*Input data*
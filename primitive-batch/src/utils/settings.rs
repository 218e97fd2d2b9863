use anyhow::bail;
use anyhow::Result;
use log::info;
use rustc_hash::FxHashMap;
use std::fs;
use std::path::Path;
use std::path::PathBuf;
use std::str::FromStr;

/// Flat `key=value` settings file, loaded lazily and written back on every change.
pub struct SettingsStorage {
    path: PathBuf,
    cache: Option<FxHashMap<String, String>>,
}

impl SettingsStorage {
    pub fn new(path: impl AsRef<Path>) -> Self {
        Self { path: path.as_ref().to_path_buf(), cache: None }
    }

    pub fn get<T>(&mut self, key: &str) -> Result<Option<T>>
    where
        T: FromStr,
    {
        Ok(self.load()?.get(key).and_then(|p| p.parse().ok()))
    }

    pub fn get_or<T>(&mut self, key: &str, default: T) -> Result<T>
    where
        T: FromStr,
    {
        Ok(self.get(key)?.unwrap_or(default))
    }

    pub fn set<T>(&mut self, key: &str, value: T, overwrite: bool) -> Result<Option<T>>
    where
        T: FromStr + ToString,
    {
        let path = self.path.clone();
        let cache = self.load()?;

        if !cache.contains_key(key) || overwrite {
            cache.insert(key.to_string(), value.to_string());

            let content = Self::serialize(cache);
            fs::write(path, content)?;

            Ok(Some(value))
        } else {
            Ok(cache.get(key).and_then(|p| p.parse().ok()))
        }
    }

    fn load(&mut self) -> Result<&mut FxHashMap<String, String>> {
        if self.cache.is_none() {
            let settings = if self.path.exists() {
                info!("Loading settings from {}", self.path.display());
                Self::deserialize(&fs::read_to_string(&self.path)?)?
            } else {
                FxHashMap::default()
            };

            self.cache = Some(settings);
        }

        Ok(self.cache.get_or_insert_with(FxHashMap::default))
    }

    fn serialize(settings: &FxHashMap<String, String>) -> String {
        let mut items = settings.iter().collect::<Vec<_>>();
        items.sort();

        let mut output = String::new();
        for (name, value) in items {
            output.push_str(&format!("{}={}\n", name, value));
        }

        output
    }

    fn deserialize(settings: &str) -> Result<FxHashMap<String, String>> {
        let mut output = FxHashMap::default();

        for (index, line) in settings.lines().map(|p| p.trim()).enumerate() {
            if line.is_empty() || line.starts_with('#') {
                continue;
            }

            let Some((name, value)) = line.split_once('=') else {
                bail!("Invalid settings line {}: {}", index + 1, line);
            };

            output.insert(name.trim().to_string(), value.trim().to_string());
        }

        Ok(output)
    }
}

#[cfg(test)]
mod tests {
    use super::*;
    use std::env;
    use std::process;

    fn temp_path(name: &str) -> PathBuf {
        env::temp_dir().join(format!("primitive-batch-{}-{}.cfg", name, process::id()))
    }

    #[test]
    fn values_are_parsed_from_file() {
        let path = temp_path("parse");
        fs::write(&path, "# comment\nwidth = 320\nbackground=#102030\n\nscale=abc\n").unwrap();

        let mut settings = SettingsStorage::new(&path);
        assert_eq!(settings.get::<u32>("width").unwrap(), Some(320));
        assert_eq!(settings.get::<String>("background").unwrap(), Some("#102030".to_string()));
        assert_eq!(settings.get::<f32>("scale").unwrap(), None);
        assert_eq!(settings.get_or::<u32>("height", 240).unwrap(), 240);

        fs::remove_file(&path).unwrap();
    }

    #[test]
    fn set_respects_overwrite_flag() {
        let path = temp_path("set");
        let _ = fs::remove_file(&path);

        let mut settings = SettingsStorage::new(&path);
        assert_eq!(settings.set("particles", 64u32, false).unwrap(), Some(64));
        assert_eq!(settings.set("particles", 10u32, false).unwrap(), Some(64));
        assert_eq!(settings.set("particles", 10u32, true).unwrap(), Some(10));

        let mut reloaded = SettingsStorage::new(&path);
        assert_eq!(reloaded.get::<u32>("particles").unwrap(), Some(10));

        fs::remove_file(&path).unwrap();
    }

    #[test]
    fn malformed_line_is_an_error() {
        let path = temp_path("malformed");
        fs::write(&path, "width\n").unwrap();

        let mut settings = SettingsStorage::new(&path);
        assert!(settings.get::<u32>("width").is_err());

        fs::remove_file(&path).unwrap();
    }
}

*Assignment*
In full and without changes, copy the entries above.

*Task answer*
filename primitive-batch/src/utils/settings.rs
repository 218e97fd2d2b9863
use anyhow::bail;
use anyhow::Result;
use log::info;
use rustc_hash::FxHashMap;
use std::fs;
use std::path::Path;
use std::path::PathBuf;
use std::str::FromStr;

/// Flat `key=value` settings file, loaded lazily and written back on every change.
pub struct SettingsStorage {
    path: PathBuf,
    cache: Option<FxHashMap<String, String>>,
}

impl SettingsStorage {
    pub fn new(path: impl AsRef<Path>) -> Self {
        Self { path: path.as_ref().to_path_buf(), cache: None }
    }

    pub fn get<T>(&mut self, key: &str) -> Result<Option<T>>
    where
        T: FromStr,
    {
        Ok(self.load()?.get(key).and_then(|p| p.parse().ok()))
    }

    pub fn get_or<T>(&mut self, key: &str, default: T) -> Result<T>
    where
        T: FromStr,
    {
        Ok(self.get(key)?.unwrap_or(default))
    }

    pub fn set<T>(&mut self, key: &str, value: T, overwrite: bool) -> Result<Option<T>>
    where
        T: FromStr + ToString,
    {
        let path = self.path.clone();
        let cache = self.load()?;

        if !cache.contains_key(key) || overwrite {
            cache.insert(key.to_string(), value.to_string());

            let content = Self::serialize(cache);
            fs::write(path, content)?;

            Ok(Some(value))
        } else {
            Ok(cache.get(key).and_then(|p| p.parse().ok()))
        }
    }

    fn load(&mut self) -> Result<&mut FxHashMap<String, String>> {
        if self.cache.is_none() {
            let settings = if self.path.exists() {
                info!("Loading settings from {}", self.path.display());
                Self::deserialize(&fs::read_to_string(&self.path)?)?
            } else {
                FxHashMap::default()
            };

            self.cache = Some(settings);
        }

        Ok(self.cache.get_or_insert_with(FxHashMap::default))
    }

    fn serialize(settings: &FxHashMap<String, String>) -> String {
        let mut items = settings.iter().collect::<Vec<_>>();
        items.sort();

        let mut output = String::new();
        for (name, value) in items {
            output.push_str(&format!("{}={}\n", name, value));
        }

        output
    }

    fn deserialize(settings: &str) -> Result<FxHashMap<String, String>> {
        let mut output = FxHashMap::default();

        for (index, line) in settings.lines().map(|p| p.trim()).enumerate() {
            if line.is_empty() || line.starts_with('#') {
                continue;
            }

            let Some((name, value)) = line.split_once('=') else {
                bail!("Invalid settings line {}: {}", index + 1, line);
            };

            output.insert(name.trim().to_string(), value.trim().to_string());
        }

        Ok(output)
    }
}

#[cfg(test)]
mod tests {
    use super::*;
    use std::env;
    use std::process;

    fn temp_path(name: &str) -> PathBuf {
        env::temp_dir().join(format!("primitive-batch-{}-{}.cfg", name, process::id()))
    }

    #[test]
    fn values_are_parsed_from_file() {
        let path = temp_path("parse");
        fs::write(&path, "# comment\nwidth = 320\nbackground=#102030\n\nscale=abc\n").unwrap();

        let mut settings = SettingsStorage::new(&path);
        assert_eq!(settings.get::<u32>("width").unwrap(), Some(320));
        assert_eq!(settings.get::<String>("background").unwrap(), Some("#102030".to_string()));
        assert_eq!(settings.get::<f32>("scale").unwrap(), None);
        assert_eq!(settings.get_or::<u32>("height", 240).unwrap(), 240);

        fs::remove_file(&path).unwrap();
    }

    #[test]
    fn set_respects_overwrite_flag() {
        let path = temp_path("set");
        let _ = fs::remove_file(&path);

        let mut settings = SettingsStorage::new(&path);
        assert_eq!(settings.set("particles", 64u32, false).unwrap(), Some(64));
        assert_eq!(settings.set("particles", 10u32, false).unwrap(), Some(64));
        assert_eq!(settings.set("particles", 10u32, true).unwrap(), Some(10));

        let mut reloaded = SettingsStorage::new(&path);
        assert_eq!(reloaded.get::<u32>("particles").unwrap(), Some(10));

        fs::remove_file(&path).unwrap();
    }

    #[test]
    fn malformed_line_is_an_error() {
        let path = temp_path("malformed");
        fs::write(&path, "width\n").unwrap();

        let mut settings = SettingsStorage::new(&path);
        assert!(settings.get::<u32>("width").is_err());

        fs::remove_file(&path).unwrap();
    }
}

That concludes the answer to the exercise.